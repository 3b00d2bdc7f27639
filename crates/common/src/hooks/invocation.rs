//! Hook trait plus what goes in and comes out of a single hook invocation.

use std::any::Any;
use std::fmt;
use std::sync::Arc;
use std::time::Duration;

use async_trait::async_trait;
use error_stack::Report;
use serde::{Deserialize, Serialize};
use serde_json::Value;

use super::analytics::Tags;
use super::payload::Payload;
use super::stage::Stage;
use crate::error::AuctionHooksError;
use crate::openrtb::SeatNonBid;

/// Opaque per-module state carried between a module's invocations within one
/// request. The engine stores and replays it, never inspects it.
pub type ModuleContext = Arc<dyn Any + Send + Sync>;

/// Pure function producing the next payload from the current one.
pub type PayloadUpdate<P> = Box<dyn FnOnce(P) -> P + Send>;

/// One module's extension point for a given stage.
#[async_trait]
pub trait Hook<P: Payload>: Send + Sync {
    /// Hook implementation code referenced from execution plans.
    fn code(&self) -> &str;

    /// Inspect `payload` and decide what to do with it.
    ///
    /// Errors are captured into the hook outcome; they never fail the request.
    async fn call(
        &self,
        payload: &P,
        context: &InvocationContext,
    ) -> Result<InvocationResult<P>, Report<AuctionHooksError>>;
}

/// Status a hook reports about itself.
#[derive(Debug, Clone, Copy, PartialEq, Eq, Serialize, Deserialize)]
#[serde(rename_all = "snake_case")]
pub enum InvocationStatus {
    Success,
    Failure,
}

#[derive(Debug, Clone, Copy, PartialEq, Eq, Serialize, Deserialize)]
#[serde(rename_all = "snake_case")]
pub enum InvocationAction {
    NoAction,
    Update,
    Reject,
}

/// Everything a hook learns about the invocation besides the payload.
#[derive(Clone)]
pub struct InvocationContext {
    pub endpoint: String,
    pub stage: Stage,
    /// Time slice allotted to this invocation.
    pub timeout: Duration,
    pub debug_enabled: bool,
    pub account_id: Option<String>,
    /// The module's section of the account hook configuration.
    pub account_config: Option<Value>,
    /// Context returned by this module's previous invocation, or its initial one.
    pub module_context: Option<ModuleContext>,
    /// Bidder the stage runs for, on bidder stages.
    pub bidder: Option<String>,
}

impl InvocationContext {
    /// Downcasts the carried module context.
    #[must_use]
    pub fn module_context<T: Any + Send + Sync>(&self) -> Option<&T> {
        self.module_context
            .as_ref()
            .and_then(|context| context.downcast_ref::<T>())
    }
}

impl fmt::Debug for InvocationContext {
    fn fmt(&self, f: &mut fmt::Formatter<'_>) -> fmt::Result {
        f.debug_struct("InvocationContext")
            .field("endpoint", &self.endpoint)
            .field("stage", &self.stage)
            .field("timeout", &self.timeout)
            .field("debug_enabled", &self.debug_enabled)
            .field("account_id", &self.account_id)
            .field("account_config", &self.account_config)
            .field("has_module_context", &self.module_context.is_some())
            .field("bidder", &self.bidder)
            .finish()
    }
}

/// Result a hook returns to the engine.
pub struct InvocationResult<P> {
    pub status: InvocationStatus,
    pub action: InvocationAction,
    pub payload_update: Option<PayloadUpdate<P>>,
    pub message: Option<String>,
    pub errors: Vec<String>,
    pub warnings: Vec<String>,
    pub debug_messages: Vec<String>,
    pub analytics_tags: Option<Tags>,
    pub module_context: Option<ModuleContext>,
    pub seat_non_bids: Vec<SeatNonBid>,
}

impl<P> InvocationResult<P> {
    fn with_action(status: InvocationStatus, action: InvocationAction) -> Self {
        Self {
            status,
            action,
            payload_update: None,
            message: None,
            errors: Vec::new(),
            warnings: Vec::new(),
            debug_messages: Vec::new(),
            analytics_tags: None,
            module_context: None,
            seat_non_bids: Vec::new(),
        }
    }

    #[must_use]
    pub fn no_action() -> Self {
        Self::with_action(InvocationStatus::Success, InvocationAction::NoAction)
    }

    #[must_use]
    pub fn update(update: impl FnOnce(P) -> P + Send + 'static) -> Self {
        let mut result = Self::with_action(InvocationStatus::Success, InvocationAction::Update);
        result.payload_update = Some(Box::new(update));
        result
    }

    #[must_use]
    pub fn reject(message: impl Into<String>) -> Self {
        let mut result = Self::with_action(InvocationStatus::Success, InvocationAction::Reject);
        result.message = Some(message.into());
        result
    }

    /// Hook ran but reports its own failure; the payload is left untouched.
    #[must_use]
    pub fn failed(message: impl Into<String>) -> Self {
        let mut result = Self::with_action(InvocationStatus::Failure, InvocationAction::NoAction);
        result.message = Some(message.into());
        result
    }

    #[must_use]
    pub fn with_message(mut self, message: impl Into<String>) -> Self {
        self.message = Some(message.into());
        self
    }

    #[must_use]
    pub fn with_error(mut self, error: impl Into<String>) -> Self {
        self.errors.push(error.into());
        self
    }

    #[must_use]
    pub fn with_warning(mut self, warning: impl Into<String>) -> Self {
        self.warnings.push(warning.into());
        self
    }

    #[must_use]
    pub fn with_debug_message(mut self, message: impl Into<String>) -> Self {
        self.debug_messages.push(message.into());
        self
    }

    #[must_use]
    pub fn with_analytics_tags(mut self, tags: Tags) -> Self {
        self.analytics_tags = Some(tags);
        self
    }

    #[must_use]
    pub fn with_module_context<T: Any + Send + Sync>(mut self, context: T) -> Self {
        self.module_context = Some(Arc::new(context));
        self
    }

    #[must_use]
    pub fn with_seat_non_bids(mut self, seat_non_bids: Vec<SeatNonBid>) -> Self {
        self.seat_non_bids = seat_non_bids;
        self
    }
}

impl<P> fmt::Debug for InvocationResult<P> {
    fn fmt(&self, f: &mut fmt::Formatter<'_>) -> fmt::Result {
        f.debug_struct("InvocationResult")
            .field("status", &self.status)
            .field("action", &self.action)
            .field("has_payload_update", &self.payload_update.is_some())
            .field("message", &self.message)
            .field("errors", &self.errors)
            .field("warnings", &self.warnings)
            .field("debug_messages", &self.debug_messages)
            .field("analytics_tags", &self.analytics_tags)
            .field("has_module_context", &self.module_context.is_some())
            .field("seat_non_bids", &self.seat_non_bids)
            .finish()
    }
}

» **WHAT YOU ARE ASKED TO DO**
Transcribe each line of the listing above precisely as it appears.

» **COMPLETED TASK**
repository 3b00d2bdc7f27639
filename crates/common/src/hooks/invocation.rs
//! Hook trait plus what goes in and comes out of a single hook invocation.

use std::any::Any;
use std::fmt;
use std::sync::Arc;
use std::time::Duration;

use async_trait::async_trait;
use error_stack::Report;
use serde::{Deserialize, Serialize};
use serde_json::Value;

use super::analytics::Tags;
use super::payload::Payload;
use super::stage::Stage;
use crate::error::AuctionHooksError;
use crate::openrtb::SeatNonBid;

/// Opaque per-module state carried between a module's invocations within one
/// request. The engine stores and replays it, never inspects it.
pub type ModuleContext = Arc<dyn Any + Send + Sync>;

/// Pure function producing the next payload from the current one.
pub type PayloadUpdate<P> = Box<dyn FnOnce(P) -> P + Send>;

/// One module's extension point for a given stage.
#[async_trait]
pub trait Hook<P: Payload>: Send + Sync {
    /// Hook implementation code referenced from execution plans.
    fn code(&self) -> &str;

    /// Inspect `payload` and decide what to do with it.
    ///
    /// Errors are captured into the hook outcome; they never fail the request.
    async fn call(
        &self,
        payload: &P,
        context: &InvocationContext,
    ) -> Result<InvocationResult<P>, Report<AuctionHooksError>>;
}

/// Status a hook reports about itself.
#[derive(Debug, Clone, Copy, PartialEq, Eq, Serialize, Deserialize)]
#[serde(rename_all = "snake_case")]
pub enum InvocationStatus {
    Success,
    Failure,
}

#[derive(Debug, Clone, Copy, PartialEq, Eq, Serialize, Deserialize)]
#[serde(rename_all = "snake_case")]
pub enum InvocationAction {
    NoAction,
    Update,
    Reject,
}

/// Everything a hook learns about the invocation besides the payload.
#[derive(Clone)]
pub struct InvocationContext {
    pub endpoint: String,
    pub stage: Stage,
    /// Time slice allotted to this invocation.
    pub timeout: Duration,
    pub debug_enabled: bool,
    pub account_id: Option<String>,
    /// The module's section of the account hook configuration.
    pub account_config: Option<Value>,
    /// Context returned by this module's previous invocation, or its initial one.
    pub module_context: Option<ModuleContext>,
    /// Bidder the stage runs for, on bidder stages.
    pub bidder: Option<String>,
}

impl InvocationContext {
    /// Downcasts the carried module context.
    #[must_use]
    pub fn module_context<T: Any + Send + Sync>(&self) -> Option<&T> {
        self.module_context
            .as_ref()
            .and_then(|context| context.downcast_ref::<T>())
    }
}

impl fmt::Debug for InvocationContext {
    fn fmt(&self, f: &mut fmt::Formatter<'_>) -> fmt::Result {
        f.debug_struct("InvocationContext")
            .field("endpoint", &self.endpoint)
            .field("stage", &self.stage)
            .field("timeout", &self.timeout)
            .field("debug_enabled", &self.debug_enabled)
            .field("account_id", &self.account_id)
            .field("account_config", &self.account_config)
            .field("has_module_context", &self.module_context.is_some())
            .field("bidder", &self.bidder)
            .finish()
    }
}

/// Result a hook returns to the engine.
pub struct InvocationResult<P> {
    pub status: InvocationStatus,
    pub action: InvocationAction,
    pub payload_update: Option<PayloadUpdate<P>>,
    pub message: Option<String>,
    pub errors: Vec<String>,
    pub warnings: Vec<String>,
    pub debug_messages: Vec<String>,
    pub analytics_tags: Option<Tags>,
    pub module_context: Option<ModuleContext>,
    pub seat_non_bids: Vec<SeatNonBid>,
}

impl<P> InvocationResult<P> {
    fn with_action(status: InvocationStatus, action: InvocationAction) -> Self {
        Self {
            status,
            action,
            payload_update: None,
            message: None,
            errors: Vec::new(),
            warnings: Vec::new(),
            debug_messages: Vec::new(),
            analytics_tags: None,
            module_context: None,
            seat_non_bids: Vec::new(),
        }
    }

    #[must_use]
    pub fn no_action() -> Self {
        Self::with_action(InvocationStatus::Success, InvocationAction::NoAction)
    }

    #[must_use]
    pub fn update(update: impl FnOnce(P) -> P + Send + 'static) -> Self {
        let mut result = Self::with_action(InvocationStatus::Success, InvocationAction::Update);
        result.payload_update = Some(Box::new(update));
        result
    }

    #[must_use]
    pub fn reject(message: impl Into<String>) -> Self {
        let mut result = Self::with_action(InvocationStatus::Success, InvocationAction::Reject);
        result.message = Some(message.into());
        result
    }

    /// Hook ran but reports its own failure; the payload is left untouched.
    #[must_use]
    pub fn failed(message: impl Into<String>) -> Self {
        let mut result = Self::with_action(InvocationStatus::Failure, InvocationAction::NoAction);
        result.message = Some(message.into());
        result
    }

    #[must_use]
    pub fn with_message(mut self, message: impl Into<String>) -> Self {
        self.message = Some(message.into());
        self
    }

    #[must_use]
    pub fn with_error(mut self, error: impl Into<String>) -> Self {
        self.errors.push(error.into());
        self
    }

    #[must_use]
    pub fn with_warning(mut self, warning: impl Into<String>) -> Self {
        self.warnings.push(warning.into());
        self
    }

    #[must_use]
    pub fn with_debug_message(mut self, message: impl Into<String>) -> Self {
        self.debug_messages.push(message.into());
        self
    }

    #[must_use]
    pub fn with_analytics_tags(mut self, tags: Tags) -> Self {
        self.analytics_tags = Some(tags);
        self
    }

    #[must_use]
    pub fn with_module_context<T: Any + Send + Sync>(mut self, context: T) -> Self {
        self.module_context = Some(Arc::new(context));
        self
    }

    #[must_use]
    pub fn with_seat_non_bids(mut self, seat_non_bids: Vec<SeatNonBid>) -> Self {
        self.seat_non_bids = seat_non_bids;
        self
    }
}

impl<P> fmt::Debug for InvocationResult<P> {
    fn fmt(&self, f: &mut fmt::Formatter<'_>) -> fmt::Result {
        f.debug_struct("InvocationResult")
            .field("status", &self.status)
            .field("action", &self.action)
            .field("has_payload_update", &self.payload_update.is_some())
            .field("message", &self.message)
            .field("errors", &self.errors)
            .field("warnings", &self.warnings)
            .field("debug_messages", &self.debug_messages)
            .field("analytics_tags", &self.analytics_tags)
            .field("has_module_context", &self.module_context.is_some())
            .field("seat_non_bids", &self.seat_non_bids)
            .finish()
    }
}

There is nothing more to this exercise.